* _The task_
Across the material below, say how many lines contain the string "stdout", and add no other words.

* _Records for processing_

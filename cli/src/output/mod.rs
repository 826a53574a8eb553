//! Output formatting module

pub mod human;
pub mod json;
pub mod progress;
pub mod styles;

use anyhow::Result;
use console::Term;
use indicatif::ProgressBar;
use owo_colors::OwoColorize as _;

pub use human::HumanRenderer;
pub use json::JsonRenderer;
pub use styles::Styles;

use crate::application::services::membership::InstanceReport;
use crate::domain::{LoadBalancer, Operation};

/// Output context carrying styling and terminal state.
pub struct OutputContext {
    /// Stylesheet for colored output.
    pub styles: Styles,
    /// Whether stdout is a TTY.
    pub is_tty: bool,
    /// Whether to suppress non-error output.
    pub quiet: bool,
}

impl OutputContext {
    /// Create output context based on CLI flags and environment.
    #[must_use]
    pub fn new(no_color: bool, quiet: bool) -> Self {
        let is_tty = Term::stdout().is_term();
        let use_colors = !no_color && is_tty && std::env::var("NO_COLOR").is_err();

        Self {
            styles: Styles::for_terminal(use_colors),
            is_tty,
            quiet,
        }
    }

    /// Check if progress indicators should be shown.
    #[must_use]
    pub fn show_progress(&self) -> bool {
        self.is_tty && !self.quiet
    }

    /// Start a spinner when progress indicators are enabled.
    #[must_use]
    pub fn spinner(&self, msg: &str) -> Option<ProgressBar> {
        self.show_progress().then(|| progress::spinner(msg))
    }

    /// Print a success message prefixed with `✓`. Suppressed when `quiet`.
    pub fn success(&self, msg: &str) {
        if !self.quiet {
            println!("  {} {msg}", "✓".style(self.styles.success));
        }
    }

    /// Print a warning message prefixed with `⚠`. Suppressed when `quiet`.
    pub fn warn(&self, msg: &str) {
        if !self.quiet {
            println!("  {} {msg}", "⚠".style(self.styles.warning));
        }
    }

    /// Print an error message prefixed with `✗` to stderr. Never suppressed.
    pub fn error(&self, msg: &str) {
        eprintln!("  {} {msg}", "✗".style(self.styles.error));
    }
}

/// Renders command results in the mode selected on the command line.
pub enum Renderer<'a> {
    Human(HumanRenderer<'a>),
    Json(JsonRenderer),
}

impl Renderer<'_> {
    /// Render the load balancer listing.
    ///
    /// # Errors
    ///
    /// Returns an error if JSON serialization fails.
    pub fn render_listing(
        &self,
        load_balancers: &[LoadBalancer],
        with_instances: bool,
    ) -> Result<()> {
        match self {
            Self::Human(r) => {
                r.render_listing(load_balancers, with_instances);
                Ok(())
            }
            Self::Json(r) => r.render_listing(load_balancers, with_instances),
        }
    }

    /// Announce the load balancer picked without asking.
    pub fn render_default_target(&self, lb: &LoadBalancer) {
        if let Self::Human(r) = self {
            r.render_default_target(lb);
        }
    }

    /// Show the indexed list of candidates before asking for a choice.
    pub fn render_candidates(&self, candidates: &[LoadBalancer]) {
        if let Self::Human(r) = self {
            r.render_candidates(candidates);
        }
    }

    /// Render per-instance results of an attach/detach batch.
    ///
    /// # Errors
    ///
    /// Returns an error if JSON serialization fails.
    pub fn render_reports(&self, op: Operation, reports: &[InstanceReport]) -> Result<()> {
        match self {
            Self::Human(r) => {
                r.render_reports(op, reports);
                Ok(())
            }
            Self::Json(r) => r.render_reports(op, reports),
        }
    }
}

==

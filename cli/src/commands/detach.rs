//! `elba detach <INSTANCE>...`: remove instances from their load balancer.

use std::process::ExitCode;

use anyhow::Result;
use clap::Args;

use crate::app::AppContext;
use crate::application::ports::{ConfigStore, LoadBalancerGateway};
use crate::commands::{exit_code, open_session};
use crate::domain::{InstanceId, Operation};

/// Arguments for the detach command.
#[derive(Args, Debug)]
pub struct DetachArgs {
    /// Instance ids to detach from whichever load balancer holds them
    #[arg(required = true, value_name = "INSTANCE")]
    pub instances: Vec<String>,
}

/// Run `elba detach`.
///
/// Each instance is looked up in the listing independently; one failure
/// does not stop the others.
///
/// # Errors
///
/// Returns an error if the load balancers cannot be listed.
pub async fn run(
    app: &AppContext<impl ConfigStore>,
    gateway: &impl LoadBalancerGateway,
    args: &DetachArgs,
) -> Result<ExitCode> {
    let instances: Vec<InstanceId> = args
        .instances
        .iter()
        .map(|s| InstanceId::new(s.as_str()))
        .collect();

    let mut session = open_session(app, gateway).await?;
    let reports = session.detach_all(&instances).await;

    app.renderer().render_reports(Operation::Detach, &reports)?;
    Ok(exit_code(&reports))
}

---

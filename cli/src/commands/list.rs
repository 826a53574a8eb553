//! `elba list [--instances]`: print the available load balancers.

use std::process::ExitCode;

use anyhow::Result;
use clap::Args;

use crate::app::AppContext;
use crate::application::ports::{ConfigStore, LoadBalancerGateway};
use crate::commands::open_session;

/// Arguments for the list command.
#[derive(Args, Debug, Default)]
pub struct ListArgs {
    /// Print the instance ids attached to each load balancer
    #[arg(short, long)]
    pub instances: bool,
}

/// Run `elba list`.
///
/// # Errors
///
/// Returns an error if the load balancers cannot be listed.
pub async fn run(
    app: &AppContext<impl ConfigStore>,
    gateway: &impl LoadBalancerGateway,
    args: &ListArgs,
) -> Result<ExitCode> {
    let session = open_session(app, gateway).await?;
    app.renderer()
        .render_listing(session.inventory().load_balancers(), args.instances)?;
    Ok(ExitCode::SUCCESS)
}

* _Finished exercise_
2